Yes, there are tips and tricks–a lot of them–but as well as the writing craft, there are discussions on business and on creativity. Which is why the name of the podcast has also gone through a slight change.

It is now: The WriterSpark Podcast: Business, Creativity, and the Craft of Writing

This much more accurately captures what I want to talk about with you and with other writers.

Understanding that you can change things after you’ve started is really important. As writers, I think it’s pretty common to get hung up on the idea of perfection. And that notion can really stymy forward momentum.

That’s what today’s episode is all about. Go listen to it and follow along here if you’re like me and like to have visual cues.

The bottom line is that everything can be changed…everything evolves…including your writing.

Whatever you write can be revised.

Raise your hand if you’ve gotten stuck with your writing and haven’t known what to do, or what to write next? I bet a lot of hands are in the air.

Keep those hands up if you’ve ever felt like what you’ve written is just terrible. Crappy. The worst writing you’ve ever done.

I have felt that… many times. I often feel like the book I’m currently working on is the worst one I’ve ever written—and I think that when I’m not even finished with it! How’s that for negative self-talk?

In our household, we have always discouraged that type of self-defeating negative inner dialogue. My husband has always piped up with, “No negative self-talk!” during dinner. Our kids, as a result, hear that mantra in their heads even now as adults. Hearing something  over and over can really help you internalize it.

So…no negative self-talk.

Instead, let’s turn that around. If you feel your writing isn’t up to par, or what you’re producing is crap, or anything along those lines, you need to stop. Stop and reframe this thoughts.

This is where we come back to the first thing I said here, which is everything can be changed.

Your thoughts can change. Your plot can change…I have been known to change the victim and even the villain of one of my mystery novels after the whole thing has been written just because it didn’t feel right.

And your writing can change…through the process of revision.

Knowing that you can and will revise can free your mind. It can allow you to give yourself permission to just write. Write brilliantly. Write horribly. Write tritely. Just WRITE.

And when you get to the revision process, dig into it, because that’s what revision is all about.

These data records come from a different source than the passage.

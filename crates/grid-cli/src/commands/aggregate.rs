//! Aggregation command

use crate::error::CliResult;
use crate::input::read_json;
use crate::output::{format_value, print_json, print_table, OutputFormat};
use clap::Args;
use grid_aggregator::Point;
use serde::Serialize;
use std::collections::BTreeMap;
use tabled::Tabled;

/// Arguments for `grid aggregate`
#[derive(Args, Debug, Clone)]
pub struct AggregateArgs {
    /// JSON file of points (`-` for stdin)
    #[arg(short, long)]
    pub input: String,

    /// Moving-average window; omitted skips the moving average
    #[arg(short, long)]
    pub window: Option<usize>,
}

/// Aggregation results
#[derive(Debug, Serialize)]
struct AggregateSummary {
    count: usize,
    sum: f64,
    average: f64,
    #[serde(skip_serializing_if = "Option::is_none")]
    moving_average: Option<Vec<f64>>,
    daily_totals: BTreeMap<String, f64>,
}

/// Table row for daily totals
#[derive(Debug, Tabled)]
struct DayRow {
    /// Calendar day (UTC)
    day: String,
    /// Total for the day
    total: String,
}

/// Execute `grid aggregate`
pub fn execute(args: &AggregateArgs, format: OutputFormat) -> CliResult<()> {
    let points: Vec<Point> = read_json(&args.input)?;

    let summary = AggregateSummary {
        count: points.len(),
        sum: grid_aggregator::sum(&points),
        average: grid_aggregator::average(&points),
        moving_average: args
            .window
            .map(|w| grid_aggregator::moving_average(&points, w)),
        daily_totals: grid_aggregator::group_by_day(&points)
            .into_iter()
            .map(|(day, total)| (day.to_string(), total))
            .collect(),
    };

    match format {
        OutputFormat::Json => print_json(&summary),
        OutputFormat::Text => {
            println!("Points: {}", summary.count);
            println!("Sum: {}", format_value(summary.sum));
            println!("Average: {}", format_value(summary.average));
            if let (Some(w), Some(ma)) = (args.window, &summary.moving_average) {
                let rendered: Vec<String> = ma.iter().map(|v| format_value(*v)).collect();
                println!("MovingAverage({}): [{}]", w, rendered.join(", "));
            }
            println!("Daily totals:");
            let rows: Vec<DayRow> = summary
                .daily_totals
                .iter()
                .map(|(day, total)| DayRow {
                    day: day.clone(),
                    total: format_value(*total),
                })
                .collect();
            print_table(rows);
            Ok(())
        }
    }
}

Now, let’s dive into my 5 hacks for chasing away negative self-talk:

  1. First you have to recognize that you’re doing it. When you catch yourself thinking or muttering to yourself that your writing is terrible, or you’ve just written crap, or whatever words surface, own it. Acknowledge that you’re reinforcing the negative with those thoughts.
  2. Reframe it. Once you’ve acknowledged it, reframe it. Change the words. My writing is NOT terrible. What I wrote is not crap. Put a positive spin on your inner dialogue.
  3. Leave it for Later. Give yourself permission to leave it. Say: I will revise it later. And then move on to something else. Today’s writing is not going anywhere! Don’t let negative self-talk stop your forward momentum.
  4. Shorten the Timeframe. If you’re the type of person who just can’t move on—or if the idea of leaving it ‘as is’ is just too much—then shorten the timeframe. Keep going so you finish your current writing session and then start the next session by rereading and reworking the previous day’s work.
  5. Let your Subconscious Work. If there’s something in particular that isn’t working, step away from that scene, move on to something else, and let your subconscious help you solve the problem.

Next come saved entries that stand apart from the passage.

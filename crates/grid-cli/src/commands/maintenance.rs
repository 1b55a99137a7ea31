//! Maintenance estimate commands

use crate::error::{CliError, CliResult};
use crate::output::{format_value, print_json, OutputFormat};
use chrono::{DateTime, Utc};
use clap::Subcommand;
use grid_maintenance::AssetHealth;
use serde_json::json;
use std::time::Duration;

const SECS_PER_DAY: f64 = 86_400.0;

/// Maintenance subcommands
#[derive(Subcommand, Debug, Clone)]
pub enum MaintenanceCommands {
    /// Probability of at least one failure within a horizon
    Risk {
        /// Failures per year
        #[arg(short, long, allow_negative_numbers = true)]
        rate: f64,

        /// Horizon in days
        #[arg(long, allow_negative_numbers = true)]
        horizon_days: f64,
    },

    /// Recommended next service date
    NextService {
        /// Last service time (RFC 3339)
        #[arg(long)]
        last_service: DateTime<Utc>,

        /// Nominal service interval in days
        #[arg(long, allow_negative_numbers = true)]
        interval_days: f64,

        /// Cumulative run hours
        #[arg(long, default_value_t = 0.0)]
        hours_run: f64,
    },
}

/// Day count to a duration. Non-positive counts clamp to zero, which the
/// estimators treat as "no horizon" / "no interval".
fn days_to_duration(name: &str, days: f64) -> CliResult<Duration> {
    if !days.is_finite() {
        return Err(CliError::InvalidInput(format!("{name} must be a finite number of days")));
    }
    if days <= 0.0 {
        return Ok(Duration::ZERO);
    }
    Duration::try_from_secs_f64(days * SECS_PER_DAY)
        .map_err(|e| CliError::InvalidInput(format!("{name}: {e}")))
}

/// Execute a maintenance command
pub fn execute(command: MaintenanceCommands, format: OutputFormat) -> CliResult<()> {
    match command {
        MaintenanceCommands::Risk { rate, horizon_days } => {
            let horizon = days_to_duration("horizon-days", horizon_days)?;
            let risk = grid_maintenance::failure_risk(rate, horizon);
            match format {
                OutputFormat::Json => print_json(&json!({
                    "failure_rate_per_year": rate,
                    "horizon_days": horizon_days,
                    "risk": risk,
                })),
                OutputFormat::Text => {
                    println!(
                        "Failure risk in {} days: {}",
                        format_value(horizon_days),
                        format_value(risk)
                    );
                    Ok(())
                }
            }
        }

        MaintenanceCommands::NextService {
            last_service,
            interval_days,
            hours_run,
        } => {
            let health = AssetHealth {
                hours_run,
                failure_rate_per_year: 0.0,
                last_service,
                service_interval: days_to_duration("interval-days", interval_days)?,
            };
            let next = grid_maintenance::next_service_date(&health);
            match format {
                OutputFormat::Json => print_json(&json!({
                    "last_service": last_service,
                    "bias": grid_maintenance::usage_bias(hours_run),
                    "next_service": next,
                })),
                OutputFormat::Text => {
                    println!("Next service date: {}", next.to_rfc3339());
                    Ok(())
                }
            }
        }
    }
}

And that’s it. The message I hope you’ll take away from this episode is that nothing is perfect the first time around. You can’t expect it to be, especially when it comes to your writing. I’ve learned so much as an author, but even after 32 books (to date), nothing I write is perfect the first time around. Revision is key. I revise. My editor revises. It takes a village, and it takes time.

It’s perfectly okay—even expected—to be frustrated by your skill or perceived flaws as a writer (or as a creative of any kind). Remember, though, you’re your own worst critic. We tend to be very hard on ourselves, which is okay in some ways, right? It can push us beyond what we thought we could do. It can challenge us.

But it can also cut us off at the knees.

Doubt and insecurity is part of the journey for every creative person. What we do is personal. We’re creating something from nothing and it comes from deep inside ourselves.

Getting mired in the doubt and insecurity can stifle your creativity and your forward process. It is up to you to stop that from happening…to recognize the negative self-talk and reframe it.

You have the power to do that…to give yourself permission to write crap, write terrible, and to let go of the judgement you put on yourself.